6 job-search tips to help you regain your momentum

6 job-search tips to help you regain your momentum

When your job search drags on for weeks and you feel no closer to landing a job than when you first started, it's easy to get discouraged. But even if you aren't getting the callbacks you were hoping for, now is not the time to call it quits. To stay motivated and focused during this frustrating time, use these six job-search strategies to regain and maintain your momentum.

1. Treat the search like a job
Unemployment often leads to an aimless feeling. The lack of a routine is a major reason your motivation may be waning, as it's a constant reminder of your situation. The key is to treat your search like a real job. Wake up at a reasonable hour and get dressed. Create a schedule with set times for phone calls, emails, social networking and job board searches. Make to-do lists and check off each item as you complete it. After you've completed your to-do list for the day, "clock out" and take part in any leisure activities you enjoy.

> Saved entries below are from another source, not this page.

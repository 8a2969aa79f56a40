use crate::NamedTypeRef;
use derive_more::IsVariant;
use primitives::FloatKind;

#[derive(Clone, Debug, PartialEq, Eq, Hash, IsVariant)]
pub enum Type {
    Void,
    Label,
    Integer(u32),
    Float(FloatKind),
    Ptr(PtrType),
    Array(u64, Box<Type>),
    Vector(u64, Box<Type>),
    Struct(StructType),
    Func(Box<FuncType>),
    Named(NamedTypeRef),
}

impl Type {
    pub fn i1() -> Self {
        Self::Integer(1)
    }

    pub fn pointer(self) -> Self {
        Self::Ptr(PtrType {
            pointee: Box::new(self),
            addr_space: 0,
        })
    }

    pub fn is_int_or_int_vector(&self) -> bool {
        match self {
            Type::Integer(_) => true,
            Type::Vector(_, elem) => elem.is_integer(),
            _ => false,
        }
    }

    /// The type a comparison over operands of this type produces: `i1`, or a
    /// vector of `i1` with the same length for vector operands.
    pub fn comparison_result(&self) -> Self {
        match self {
            Type::Vector(len, _) => Type::Vector(*len, Box::new(Type::i1())),
            _ => Type::i1(),
        }
    }
}

#[derive(Clone, Debug, PartialEq, Eq, Hash)]
pub struct PtrType {
    pub pointee: Box<Type>,
    pub addr_space: u32,
}

#[derive(Clone, Debug, PartialEq, Eq, Hash)]
pub struct StructType {
    pub fields: Vec<Type>,
    pub is_packed: bool,
}

#[derive(Clone, Debug, PartialEq, Eq, Hash)]
pub struct FuncType {
    pub params: Vec<Type>,
    pub return_type: Type,
    pub is_variadic: bool,
}
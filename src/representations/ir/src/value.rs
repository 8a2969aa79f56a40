use crate::{BlockRef, Constant, FuncRef, GlobalRef, InstrRef, ParamRef};
use derive_more::{From, IsVariant};

/// An operand.
///
/// Everything except constants is an identity, and its type is looked up
/// through the table that owns it (see [`Func::value_type`](crate::Func::value_type)).
#[derive(Clone, Debug, PartialEq, Eq, Hash, From, IsVariant)]
pub enum Value {
    Param(ParamRef),
    Block(BlockRef),
    Instr(InstrRef),
    Global(GlobalRef),
    Func(FuncRef),
    Constant(Constant),
}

In other words, conduct yourself as if a boss were looking over your shoulder. Stay focused on your daily tasks and avoid playing a quick game of Solitaire or Candy Crush when you're supposed to be working. Little indulgences may seem like some of the few perks of unemployment, but they can lead to listlessness and a dip in job-search momentum.

2. Put yourself out there
As important as it is for you to be connected online, you also need to make sure you're occasionally leaving the house. Not only will this help you get out of a rut, but it can also help make you more marketable. Sign up for a class or go to job fairs, workshops, conferences and seminars, where you can meet people and brush up on your skills. Join professional associations and attend their meetings, where you can learn about trends in your field. Volunteer your time and skills with a worthwhile organization, where you can work on your soft skills like written and verbal communications. All of these things will deepen your network and help you find the right job.

3. Be proactive
Don't wait for opportunity to knock. Instead, take the initiative and knock on opportunity's door. In other words, even if the companies you're interested in don't list any current job openings, contact them anyway and express your desire to work there. This extra effort demonstrates enthusiasm and initiative, and hiring managers may take notice.

4. Track your progress
When you start to feel like you're going nowhere, take some time to create a method to track the efforts you've made. Write up a list of realistic short- and long-term goals with regard to your job search, and work toward them every day. For example, decide how many applications you'd like to send out this week, or this month. Set a goal for the number of networking events you're going to attend, and for the number of new people you're going to talk to about your search. Then keep track as you move toward the goal. That way, you'll have a tangible way to prove to yourself that you've made progress, something that can help keep you motivated as you continue to look for a job.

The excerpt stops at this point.